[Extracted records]
————
#[cfg(test)]
mod tests {
    use super::*;
    use crate::fusion::{Alignment, FusionScore, LayerStore, MergeWeights, StrategyDecision, TimingScore};
    use crate::rules::{RuleConfigStore, Severity};

    fn merge(signal: Direction, confidence: f64, alignment: f64, conflicts: usize) -> SignalMergeData {
        let conflict = crate::fusion::LayerConflict {
            first: crate::fusion::Layer::Strategy,
            second: crate::fusion::Layer::Fusion,
            first_vote: Direction::Long,
            second_vote: Direction::Short,
        };
        SignalMergeData {
            final_signal: signal,
            confidence,
            weights: MergeWeights::default(),
            alignment: Alignment {
                strategy: Some(true),
                fusion: Some(true),
                timing: Some(true),
                shield: Some(true),
                overall_alignment: alignment,
            },
            conflicts: vec![conflict; conflicts],
            votes: Vec::new(),
        }
    }

    fn rule(name: &str, passed: bool, score: f64, severity: Severity) -> RuleResult {
        RuleResult {
            rule_name: name.to_string(),
            passed,
            score,
            severity_score: 100.0 - score,
            reason: String::new(),
            severity,
        }
    }

    fn calm() -> RuleContext {
        RuleContext {
            liquidity_usd: 200_000.0,
            volatility_pct: 0.5,
            ..Default::default()
        }
    }

    fn ts() -> DateTime<Utc> {
        DateTime::from_timestamp(1_700_000_000, 0).unwrap()
    }

    #[test]
    fn risk_score_worked_example() {
        let risk = compute_risk_score(2, 40.0, 50.0, VolatilityLevel::Extreme, ShieldState::Defensive);
        assert!((risk.conflicts - 20.0).abs() < 1e-9);
        assert!((risk.misalignment - 12.0).abs() < 1e-9);
        assert!((risk.rule_non_compliance - 15.0).abs() < 1e-9);
        assert!((risk.total - 77.0).abs() < 1e-9);
    }

    #[test]
    fn high_risk_execute_is_downgraded_to_scale() {
        let ctx = RuleContext {
            volatility_pct: 6.0,
            shield_state: ShieldState::Defensive,
            ..calm()
        };
        // Warnings only, mean score 50, so nothing blocks.
        let rules = vec![
            rule("max_volatility", false, 50.0, Severity::Warning),
            rule("signal_conflicts", false, 50.0, Severity::Warning),
        ];
        let d = compile_decision(
            &OrchestratorParams::default(),
            merge(Direction::Long, 80.0, 40.0, 2),
            rules,
            &ctx,
            ts(),
        );
        assert!((d.risk_score - 77.0).abs() < 1e-9);
        assert_eq!(d.command, Command::Scale);
        let codes: Vec<&str> = d.reason.iter().map(|r| r.code.as_str()).collect();
        assert_eq!(
            codes,
            vec!["execute", "rule_warning", "rule_warning", "risk_score", "risk_downgrade", "size"]
        );
    }

    #[test]
    fn weak_confidence_waits_regardless_of_rules() {
        let d = compile_decision(
            &OrchestratorParams::default(),
            merge(Direction::Long, 55.0, 100.0, 0),
            Vec::new(),
            &calm(),
            ts(),
        );
        assert_eq!(d.command, Command::Wait);
        assert_eq!(d.reason[0].code, "below_min_strength");
    }

    #[test]
    fn merged_wait_waits() {
        let d = compile_decision(
            &OrchestratorParams::default(),
            merge(Direction::Wait, 95.0, 100.0, 0),
            Vec::new(),
            &calm(),
            ts(),
        );
        assert_eq!(d.command, Command::Wait);
        assert_eq!(d.reason[0].code, "merged_wait");
    }

    #[test]
    fn blocking_rule_dominates_strong_signal() {
        let rules = vec![rule("max_spread", false, 20.0, Severity::Blocking)];
        let d = compile_decision(
            &OrchestratorParams::default(),
            merge(Direction::Long, 99.0, 100.0, 0),
            rules,
            &calm(),
            ts(),
        );
        assert_eq!(d.command, Command::Wait);
        assert_eq!(d.metadata.blocking_rules, vec!["max_spread".to_string()]);
    }

    #[test]
    fn emergency_cancel_only_when_enabled() {
        let rules = vec![rule(SHIELD_ACTIVE, false, 0.0, Severity::Blocking)];
        let mut params = OrchestratorParams::default();
        let d = compile_decision(&params, merge(Direction::Long, 90.0, 100.0, 0), rules.clone(), &calm(), ts());
        assert_eq!(d.command, Command::Wait);

        params.cancel_on_emergency = true;
        let d = compile_decision(&params, merge(Direction::Long, 90.0, 100.0, 0), rules, &calm(), ts());
        assert_eq!(d.command, Command::Cancel);

        // A non-emergency blocking rule still waits.
        let rules = vec![rule("min_liquidity", false, 20.0, Severity::Blocking)];
        let d = compile_decision(&params, merge(Direction::Long, 90.0, 100.0, 0), rules, &calm(), ts());
        assert_eq!(d.command, Command::Wait);
    }

    #[test]
    fn size_scales_and_clamps() {
        let params = OrchestratorParams::default();
        assert!((compute_final_size(&params, 80.0, 20.0) - 64.0).abs() < 1e-9);
        assert!((compute_final_size(&params, 0.0, 0.0) - 5.0).abs() < 1e-9);
        assert!((compute_final_size(&params, 100.0, 100.0) - 5.0).abs() < 1e-9);

        let big = OrchestratorParams { base_recommended_size: 10_000.0, ..Default::default() };
        assert!((compute_final_size(&big, 100.0, 0.0) - 250.0).abs() < 1e-9);
        assert!((compute_final_size(&params, 66.666, 10.0) - 60.0).abs() < 1e-9);

        for conf in [0.0, 17.3, 55.0, 100.0, f64::NAN] {
            for risk in [0.0, 33.3, 77.0, 100.0] {
                let s = compute_final_size(&params, conf, risk);
                assert!((5.0..=250.0).contains(&s), "size {s} out of bounds");
            }
        }
    }

    #[test]
    fn compilation_is_deterministic() {
        let rules = vec![rule("price_gap", false, 80.0, Severity::Info)];
        let a = compile_decision(
            &OrchestratorParams::default(),
            merge(Direction::Short, 72.0, 75.0, 1),
            rules.clone(),
            &calm(),
            ts(),
        );
        let b = compile_decision(
            &OrchestratorParams::default(),
            merge(Direction::Short, 72.0, 75.0, 1),
            rules,
            &calm(),
            ts(),
        );
        assert_eq!(serde_json::to_value(&a).unwrap(), serde_json::to_value(&b).unwrap());
    }

    fn orchestrator(layers: Arc<LayerStore>) -> Orchestrator {
        Orchestrator::new(
            OrchestratorParams::default(),
            SignalMerger::default(),
            Arc::new(RuleEngine::new(Arc::new(RuleConfigStore::standard()))),
            layers,
        )
    }

    #[test]
    fn cycle_refuses_without_layers() {
        let orch = orchestrator(Arc::new(LayerStore::new()));
        let err = orch.evaluate_cycle(&calm()).unwrap_err();
        assert!(matches!(err, CoreError::MissingUpstreamLayer(_)));
        assert_eq!(orch.stats().missing_input, 1);
        assert_eq!(orch.stats().cycles, 0);
    }

    #[test]
    fn full_cycle_executes_on_aligned_layers() {
        let layers = Arc::new(LayerStore::new());
        layers.set_strategy(StrategyDecision { direction: Direction::Long, allowed: true, confidence: 80.0 });
        layers.set_fusion(FusionScore { direction: Direction::Long, strength: 70.0 });
        layers.set_timing(TimingScore { fire: true, score: 90.0 });
        layers.set_shield(ShieldState::Calm);
        let orch = orchestrator(layers.clone());

        let d = orch.evaluate_cycle(&calm()).unwrap();
        assert_eq!(d.command, Command::Execute);
        assert_eq!(d.direction, Direction::Long);
        // Full alignment, every rule passes, calm market: no risk.
        assert_eq!(d.risk_score, 0.0);
        assert!((d.final_size - 81.5).abs() < 1e-9);
        assert!(d.metadata.failed_rules.is_empty());

        layers.set_shield(ShieldState::Defensive);
        let ctx = RuleContext { shield_state: ShieldState::Defensive, ..calm() };
        let d = orch.evaluate_cycle(&ctx).unwrap();
        assert_eq!(d.command, Command::Wait);
        assert!(d.metadata.blocking_rules.contains(&SHIELD_ACTIVE.to_string()));

        let stats = orch.stats();
        assert_eq!(stats.cycles, 2);
        assert_eq!(stats.executed, 1);
        assert_eq!(stats.blocked, 1);
    }

    #[test]
    fn defensive_shield_layer_blocks_despite_calm_context() {
        let layers = Arc::new(LayerStore::new());
        layers.set_strategy(StrategyDecision { direction: Direction::Long, allowed: true, confidence: 80.0 });
        layers.set_fusion(FusionScore { direction: Direction::Long, strength: 70.0 });
        layers.set_timing(TimingScore { fire: true, score: 90.0 });
        layers.set_shield(ShieldState::Defensive);
        let orch = orchestrator(layers);

        let d = orch.evaluate_cycle(&calm()).unwrap();
        assert_eq!(d.command, Command::Wait);
        assert!(d.metadata.blocking_rules.contains(&SHIELD_ACTIVE.to_string()));
        assert_eq!(d.metadata.risk.shield, 15.0);
    }

    #[test]
    fn cycle_feeds_merger_conflicts_into_rules() {
        let layers = Arc::new(LayerStore::new());
        layers.set_strategy(StrategyDecision { direction: Direction::Long, allowed: true, confidence: 80.0 });
        layers.set_fusion(FusionScore { direction: Direction::Short, strength: 70.0 });
        layers.set_timing(TimingScore { fire: false, score: 10.0 });
        let orch = orchestrator(layers);

        // Three layers, three different votes: three conflicting pairs.
        let d = orch.evaluate_cycle(&calm()).unwrap();
        assert_eq!(d.metadata.signal_merge.conflicts.len(), 3);
        assert!(d.metadata.failed_rules.contains(&"signal_conflicts".to_string()));
    }
}
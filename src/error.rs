// =============================================================================
// Error taxonomy for the decision core
// =============================================================================
//
// Engine timeouts and engine failures are not represented here: the
// broadcaster recovers them locally as zero-confidence rejections. Missing
// required engines surface as a DEFER verdict, also not an error.
// =============================================================================

use thiserror::Error;

#[derive(Error, Debug, Clone, PartialEq)]
pub enum CoreError {
    /// The signal type has no entry in the routing topology.
    #[error("unmapped signal type: {0}")]
    UnmappedSignalType(String),

    /// A topology was built without an entry for every supported signal type.
    #[error("topology is missing entries for: {0:?}")]
    IncompleteTopology(Vec<String>),

    /// A topology entry is internally inconsistent.
    #[error("invalid topology entry for {signal_type}: {message}")]
    InvalidTopology { signal_type: String, message: String },

    #[error("unknown rule: {0}")]
    UnknownRule(String),

    /// The rule exists but refuses runtime adjustment.
    #[error("rule {0} is not adjustable")]
    RuleNotAdjustable(String),

    #[error("invalid threshold {value} for rule {rule}")]
    InvalidThreshold { rule: String, value: f64 },

    /// The orchestrator was asked for a decision before its inputs exist.
    #[error("upstream layer not loaded: {0}")]
    MissingUpstreamLayer(String),

    #[error("invalid merge weights: {0}")]
    InvalidWeights(String),
}

pub type CoreResult<T> = std::result::Result<T, CoreError>;
// =============================================================================
// Fusion Module
// =============================================================================
//
// Merges the independent decision layers (strategy, fusion score, timing,
// shield) into one directional verdict with alignment diagnostics.

pub mod layers;
pub mod merger;

pub use layers::{FusionScore, LayerSnapshot, LayerSource, LayerStore, StrategyDecision, TimingScore};
pub use merger::{Alignment, Layer, LayerConflict, MergeWeights, SignalMergeData, SignalMerger};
————
* INSTRUCTIONS FOR THE TASK
State the number of lines above that include the word "LayerStore", and write nothing besides that number.

* OUTPUT
7